159th Associate Justice of the Supreme Court of the Philippines
- In office 2 August 2007 – 2 January 2009
- Appointed by: Gloria Macapagal Arroyo
- Preceded by: Romeo J. Callejo, Sr.
- Succeeded by: Diosdado M. Peralta

Personal details
- Born: 3 January 1939 Hagonoy, Bulacan, Philippines
- Died: 13 September 2021 (aged 82)
- Spouse: Ellie Cruz-Reyes

= Ruben Reyes (judge) =

Filipino judge (1939–2021)

Ruben T. Reyes (3 January 1939 – 13 September 2021) was a Filipino jurist who served as an Associate Justice of the Supreme Court of the Philippines from 2007 to 2009.

== Profile ==
Reyes was born in Hagonoy, Bulacan, and was married to lawyer Ellie Cruz-Reyes, of Baliuag, Bulacan (head of screening and evaluation, Ombudsman office, 2001) and have four children with initials WRIT: Pastor Winston, Dr.
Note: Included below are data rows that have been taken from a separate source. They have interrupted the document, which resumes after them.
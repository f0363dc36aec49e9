use crate::HistogramError;

/// Relative tolerance used when comparing bin centers of two axes.
const CENTER_TOLERANCE: f64 = 1e-9;

/// The binning of a one-dimensional histogram.
///
/// Stores `n_bins + 1` finite, strictly increasing edges. In-range bins are
/// numbered `1..=n_bins`; bin `0` is the underflow slot and bin `n_bins + 1`
/// is the overflow slot.
#[derive(Debug, Clone, PartialEq)]
pub struct BinAxis {
    edges: Vec<f64>,
}

impl BinAxis {
    /// Creates an axis with `n_bins` equal-width bins spanning `[min, max)`.
    ///
    /// # Examples
    ///
    /// ```
    /// # use discrim_stats::axis::BinAxis;
    /// let axis = BinAxis::uniform(4, 0.0, 1.0).unwrap();
    /// assert_eq!(axis.n_bins(), 4);
    /// assert_eq!(axis.low_edge(2), 0.25);
    /// assert_eq!(axis.center(4), 0.875);
    /// ```
    #[expect(clippy::cast_precision_loss)]
    pub fn uniform(n_bins: usize, min: f64, max: f64) -> Result<Self, HistogramError> {
        if n_bins == 0 {
            return Err(HistogramError::NoBins);
        }
        if !(min.is_finite() && max.is_finite() && min < max) {
            return Err(HistogramError::InvalidRange { min, max });
        }
        let width = (max - min) / n_bins as f64;
        // Pin the last edge to `max` so that accumulated rounding never moves it
        let edges = (0..=n_bins)
            .map(|i| if i == n_bins { max } else { min + i as f64 * width })
            .collect();
        Ok(Self { edges })
    }

    /// Creates an axis from explicit bin edges.
    ///
    /// # Examples
    ///
    /// ```
    /// # use discrim_stats::axis::BinAxis;
    /// let axis = BinAxis::from_edges(vec![0.0, 1.0, 3.0]).unwrap();
    /// assert_eq!(axis.center(2), 2.0);
    /// assert!(BinAxis::from_edges(vec![0.0, 0.0]).is_err());
    /// ```
    pub fn from_edges(edges: Vec<f64>) -> Result<Self, HistogramError> {
        if edges.len() < 2 {
            return Err(HistogramError::NoBins);
        }
        if let Some(index) = edges
            .windows(2)
            .position(|w| !(w[0].is_finite() && w[1].is_finite() && w[0] < w[1]))
        {
            return Err(HistogramError::UnorderedEdges { index });
        }
        Ok(Self { edges })
    }

    /// Number of in-range bins.
    #[must_use]
    pub fn n_bins(&self) -> usize {
        self.edges.len() - 1
    }

    /// Lower edge of the first bin.
    #[must_use]
    pub fn min(&self) -> f64 {
        self.edges[0]
    }

    /// Upper edge of the last bin.
    #[must_use]
    pub fn max(&self) -> f64 {
        self.edges[self.n_bins()]
    }

    #[must_use]
    pub fn edges(&self) -> &[f64] {
        &self.edges
    }

    /// Lower edge of in-range bin `bin` (1-based).
    ///
    /// # Panics
    ///
    /// Panics if `bin` is not in `1..=n_bins`.
    #[must_use]
    pub fn low_edge(&self, bin: usize) -> f64 {
        self.check_bin(bin);
        self.edges[bin - 1]
    }

    /// Upper edge of in-range bin `bin` (1-based).
    ///
    /// # Panics
    ///
    /// Panics if `bin` is not in `1..=n_bins`.
    #[must_use]
    pub fn up_edge(&self, bin: usize) -> f64 {
        self.check_bin(bin);
        self.edges[bin]
    }

    /// Center of in-range bin `bin` (1-based).
    ///
    /// # Panics
    ///
    /// Panics if `bin` is not in `1..=n_bins`.
    #[must_use]
    pub fn center(&self, bin: usize) -> f64 {
        0.5 * (self.low_edge(bin) + self.up_edge(bin))
    }

    /// Returns the bin containing `x`.
    ///
    /// Values below the axis map to the underflow bin `0`, values at or above
    /// the upper edge (and NaN) map to the overflow bin `n_bins + 1`.
    ///
    /// # Examples
    ///
    /// ```
    /// # use discrim_stats::axis::BinAxis;
    /// let axis = BinAxis::uniform(2, 0.0, 2.0).unwrap();
    /// assert_eq!(axis.find_bin(-0.5), 0);
    /// assert_eq!(axis.find_bin(0.0), 1);
    /// assert_eq!(axis.find_bin(1.0), 2);
    /// assert_eq!(axis.find_bin(2.0), 3);
    /// ```
    #[must_use]
    pub fn find_bin(&self, x: f64) -> usize {
        if x < self.min() {
            0
        } else if x.is_nan() || x >= self.max() {
            self.n_bins() + 1
        } else {
            self.edges.partition_point(|&edge| edge <= x)
        }
    }

    /// Returns a coarser axis where every `group` consecutive bins are merged.
    ///
    /// Trailing bins that do not fill a whole group are dropped from the axis.
    pub fn merged(&self, group: usize) -> Result<Self, HistogramError> {
        let n_bins = self.n_bins();
        if group == 0 || group > n_bins {
            return Err(HistogramError::InvalidRebin { group, n_bins });
        }
        let edges = self.edges.iter().copied().step_by(group).collect::<Vec<_>>();
        let kept = n_bins / group;
        Ok(Self {
            edges: edges[..=kept].to_vec(),
        })
    }

    /// Whether both axes have the same number of bins at the same centers.
    #[must_use]
    pub fn same_binning(&self, other: &Self) -> bool {
        self.n_bins() == other.n_bins()
            && (1..=self.n_bins()).all(|bin| {
                let (a, b) = (self.center(bin), other.center(bin));
                (a - b).abs() <= CENTER_TOLERANCE * f64::max(1.0, a.abs().max(b.abs()))
            })
    }

    fn check_bin(&self, bin: usize) {
        assert!(
            (1..=self.n_bins()).contains(&bin),
            "bin {bin} out of range 1..={}",
            self.n_bins()
        );
    }
}
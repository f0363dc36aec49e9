use std::path::Path;

use discrim_metrics::{
    DiscriminationMetrics,
    direction::{CutDirection, SkipPolicy},
};
use serde::{Deserialize, Serialize};

use crate::{error::AnalysisError, split::DEFAULT_TRAIN_FRACTION, util};

/// Settings shared by the analysis pipelines.
///
/// Only `histogram` is required in the JSON form:
///
/// ```json
/// {
///   "histogram": "mva_response",
///   "direction": "from_bin_to_max",
///   "rebin": 2,
///   "signal_amplification": 50.0
/// }
/// ```
#[derive(Debug, Clone, PartialEq, Serialize, Deserialize)]
pub struct AnalysisConfig {
    /// Name of the discriminant histogram inside each sample file
    pub histogram: String,
    /// Axis title for reports; defaults to the histogram name
    #[serde(default)]
    pub label: Option<String>,
    #[serde(default = "default_direction")]
    pub direction: CutDirection,
    /// Overrides the per-operation default skip policies
    #[serde(default)]
    pub skip_policy: Option<SkipPolicy>,
    /// Number of consecutive bins merged before any computation
    #[serde(default = "default_rebin")]
    pub rebin: usize,
    /// Scale factor of the signal overlay in stacked comparisons
    #[serde(default = "default_signal_amplification")]
    pub signal_amplification: f64,
    /// Efficiency bins of the ROC curve; defaults to the discriminant bin count
    #[serde(default)]
    pub roc_bins: Option<usize>,
    #[serde(default = "default_train_fraction")]
    pub train_fraction: f64,
}

fn default_direction() -> CutDirection {
    CutDirection::FromBinToMax
}

fn default_rebin() -> usize {
    1
}

fn default_signal_amplification() -> f64 {
    1.0
}

fn default_train_fraction() -> f64 {
    DEFAULT_TRAIN_FRACTION
}

impl AnalysisConfig {
    /// Creates a configuration with every optional field at its default.
    #[must_use]
    pub fn new(histogram: impl Into<String>) -> Self {
        Self {
            histogram: histogram.into(),
            label: None,
            direction: default_direction(),
            skip_policy: None,
            rebin: default_rebin(),
            signal_amplification: default_signal_amplification(),
            roc_bins: None,
            train_fraction: default_train_fraction(),
        }
    }

    /// Reads and validates a JSON configuration file.
    pub fn from_json_file<P>(path: P) -> Result<Self, AnalysisError>
    where
        P: AsRef<Path>,
    {
        let config: Self = util::read_json_file("analysis config", path)?;
        config.validate()?;
        Ok(config)
    }

    pub fn validate(&self) -> Result<(), AnalysisError> {
        if self.histogram.is_empty() {
            return Err(AnalysisError::InvalidConfig(
                "histogram name is empty".to_owned(),
            ));
        }
        if self.rebin == 0 {
            return Err(AnalysisError::InvalidConfig(
                "rebin must be at least 1".to_owned(),
            ));
        }
        if !(self.signal_amplification.is_finite() && self.signal_amplification > 0.0) {
            return Err(AnalysisError::InvalidConfig(format!(
                "signal amplification must be finite and positive, got {}",
                self.signal_amplification
            )));
        }
        if self.roc_bins == Some(0) {
            return Err(AnalysisError::InvalidConfig(
                "roc_bins must be at least 1".to_owned(),
            ));
        }
        if !(0.0..=1.0).contains(&self.train_fraction) {
            return Err(AnalysisError::InvalidFraction(self.train_fraction));
        }
        Ok(())
    }

    #[must_use]
    pub fn label(&self) -> &str {
        self.label.as_deref().unwrap_or(&self.histogram)
    }

    /// The metrics engine these settings describe.
    #[must_use]
    pub fn metrics(&self) -> DiscriminationMetrics {
        let mut metrics = DiscriminationMetrics::new(self.direction);
        if let Some(policy) = self.skip_policy {
            metrics = metrics.with_skip_policy(policy);
        }
        if let Some(n_bins) = self.roc_bins {
            metrics = metrics.with_roc_bins(n_bins);
        }
        metrics
    }
}
//! Cut direction and empty-tail policy
//!
//! A cut at bin `b` selects either everything up to and including `b`
//! ([`CutDirection::FromMinToBin`]) or everything from `b` onwards
//! ([`CutDirection::FromBinToMax`]). The *tail integral* of a histogram at `b`
//! is the number of events the cut selects.

use discrim_stats::{axis::BinAxis, histogram::Histogram};
use serde::{Deserialize, Serialize};

use crate::error::InvalidInput;

/// Which side of the discriminant a cut keeps.
#[derive(Debug, Clone, Copy, PartialEq, Eq, Hash, Serialize, Deserialize)]
#[serde(rename_all = "snake_case")]
pub enum CutDirection {
    /// Keep bins `0..=b` (the underflow slot included).
    FromMinToBin,
    /// Keep bins `b..=n` (the overflow slot excluded).
    FromBinToMax,
}

impl CutDirection {
    /// Maps the pair of boolean switches used by older analysis scripts.
    ///
    /// Exactly one of the two must be set.
    ///
    /// # Examples
    ///
    /// ```
    /// use discrim_metrics::direction::CutDirection;
    ///
    /// assert_eq!(CutDirection::from_flags(false, true), Ok(CutDirection::FromBinToMax));
    /// assert!(CutDirection::from_flags(true, true).is_err());
    /// assert!(CutDirection::from_flags(false, false).is_err());
    /// ```
    pub fn from_flags(min_to_x: bool, x_to_max: bool) -> Result<Self, InvalidInput> {
        match (min_to_x, x_to_max) {
            (true, false) => Ok(Self::FromMinToBin),
            (false, true) => Ok(Self::FromBinToMax),
            _ => Err(InvalidInput::AmbiguousDirection),
        }
    }

    /// Events selected by a cut at in-range bin `bin`.
    #[must_use]
    pub fn tail_integral(self, hist: &Histogram, bin: usize) -> f64 {
        match self {
            Self::FromMinToBin => hist.integral(0, bin),
            Self::FromBinToMax => hist.integral(bin, hist.n_bins()),
        }
    }

    /// Tail integrals for every in-range bin, index `0` holding bin `1`.
    ///
    /// Equivalent to calling [`tail_integral`](Self::tail_integral) for each
    /// bin, in a single pass.
    #[must_use]
    pub fn tail_integrals(self, hist: &Histogram) -> Vec<f64> {
        let counts = hist.counts();
        match self {
            Self::FromMinToBin => counts
                .iter()
                .scan(hist.underflow(), |acc, count| {
                    *acc += count;
                    Some(*acc)
                })
                .collect(),
            Self::FromBinToMax => {
                let mut tails = counts
                    .iter()
                    .rev()
                    .scan(0.0, |acc, count| {
                        *acc += count;
                        Some(*acc)
                    })
                    .collect::<Vec<_>>();
                tails.reverse();
                tails
            }
        }
    }

    /// The axis coordinate at which a cut at `bin` is placed.
    ///
    /// This is the upper edge of `bin` for [`FromMinToBin`](Self::FromMinToBin)
    /// and its lower edge for [`FromBinToMax`](Self::FromBinToMax).
    #[must_use]
    pub fn cut_value(self, axis: &BinAxis, bin: usize) -> f64 {
        match self {
            Self::FromMinToBin => axis.up_edge(bin),
            Self::FromBinToMax => axis.low_edge(bin),
        }
    }
}

/// When a bin's selection counts as an empty tail and is left out of a curve.
///
/// Skipping is a policy outcome, not an error.
#[derive(Debug, Clone, Copy, PartialEq, Eq, Hash, Serialize, Deserialize)]
#[serde(rename_all = "snake_case")]
pub enum SkipPolicy {
    /// Skip bins where the selected background is zero.
    ZeroBackground,
    /// Skip bins where the selected signal plus background is zero.
    ZeroTotal,
}

impl SkipPolicy {
    #[must_use]
    pub fn skips(self, signal: f64, background: f64) -> bool {
        match self {
            Self::ZeroBackground => background == 0.0,
            Self::ZeroTotal => signal + background == 0.0,
        }
    }
}

#[cfg(test)]
mod tests {
    use approx::assert_relative_eq;

    use super::*;

    fn hist() -> Histogram {
        let axis = BinAxis::uniform(4, 0.0, 4.0).unwrap();
        Histogram::with_flows(axis, vec![1.0, 2.0, 3.0, 4.0], 0.5, 8.0).unwrap()
    }

    #[test]
    fn test_tail_integral_min_side_includes_underflow() {
        let h = hist();
        assert_relative_eq!(CutDirection::FromMinToBin.tail_integral(&h, 1), 1.5);
        assert_relative_eq!(CutDirection::FromMinToBin.tail_integral(&h, 4), 10.5);
    }

    #[test]
    fn test_tail_integral_max_side_excludes_overflow() {
        let h = hist();
        assert_relative_eq!(CutDirection::FromBinToMax.tail_integral(&h, 1), 10.0);
        assert_relative_eq!(CutDirection::FromBinToMax.tail_integral(&h, 4), 4.0);
    }

    #[test]
    fn test_tail_integrals_match_single_bin_integrals() {
        let h = hist();
        for direction in [CutDirection::FromMinToBin, CutDirection::FromBinToMax] {
            let tails = direction.tail_integrals(&h);
            assert_eq!(tails.len(), 4);
            for (i, tail) in tails.iter().enumerate() {
                assert_relative_eq!(*tail, direction.tail_integral(&h, i + 1));
            }
        }
    }

    #[test]
    fn test_cut_value() {
        let axis = BinAxis::uniform(4, 0.0, 4.0).unwrap();
        assert_relative_eq!(CutDirection::FromMinToBin.cut_value(&axis, 2), 2.0);
        assert_relative_eq!(CutDirection::FromBinToMax.cut_value(&axis, 2), 1.0);
    }

    #[test]
    fn test_skip_policies() {
        assert!(SkipPolicy::ZeroBackground.skips(5.0, 0.0));
        assert!(!SkipPolicy::ZeroTotal.skips(5.0, 0.0));
        assert!(SkipPolicy::ZeroTotal.skips(0.0, 0.0));
        assert!(!SkipPolicy::ZeroBackground.skips(0.0, 1.0));
    }

    #[test]
    fn test_serde_names() {
        let json = serde_json::to_string(&CutDirection::FromBinToMax).unwrap();
        assert_eq!(json, "\"from_bin_to_max\"");
        let policy: SkipPolicy = serde_json::from_str("\"zero_total\"").unwrap();
        assert_eq!(policy, SkipPolicy::ZeroTotal);
    }
}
Roselin, IT consultant Jason Immanuel and lawyer Tammy Ann. Tammy Ann (valedictorian of San Beda college of law) is a division clerk of court in the Court of Appeals.

Reyes earned his law degree from the Manuel L. Quezon University in 1962. He engaged in private practice for several years before becoming an assistant city fiscal in Manila. Reyes won the 1981 Best Resolution Contest.

Reyes was then appointed a trial court judge, assigned first in Bataan, then in Manila where he received an Outstanding RTC award and became RTC Judges Association president. He also edited the Philippine Judges Association Newsletter and Bench Bulletin.

Reyes studied 8 summer courses in the U.S., including the 1st Harvard Law School Workshop for Law Teachers and Scholars, the 35th Academy of American and International Law, Appellate Judges Seminar, California Judicial College and National Judicial College. He was also president of the Philippine Association of Law Professors, trustee and lecturer of the Philippine Judicial Academy. In 2002, he was a Bar examiner in Legal Ethics and authored the Bar Reviewer on Special Penal Laws. He was a pioneer lecturer on Mandatory Continuing Legal Education, co-chair of the Supreme Court sub-committee on MCLE Draft Rules, member of the Supreme Court committee on legal education & Bar matters and resource person in Criminal and Remedial Laws at the UP Law Center. He received the following awards - the CUP Outstanding Justice of the Court of Appeals, Bulacan Dangal ng Lipi, YMCA Presidential awards, and two Supreme Court awards on judicial reforms. He was conferred Doctor of Laws, honoris causa, by Northwestern University, Laoag City on 10 April 2007. He spearheaded the clamor for Mandatory Continuing Legal Education (MCLE) for lawyers in the Philippines and Asia-Pacific.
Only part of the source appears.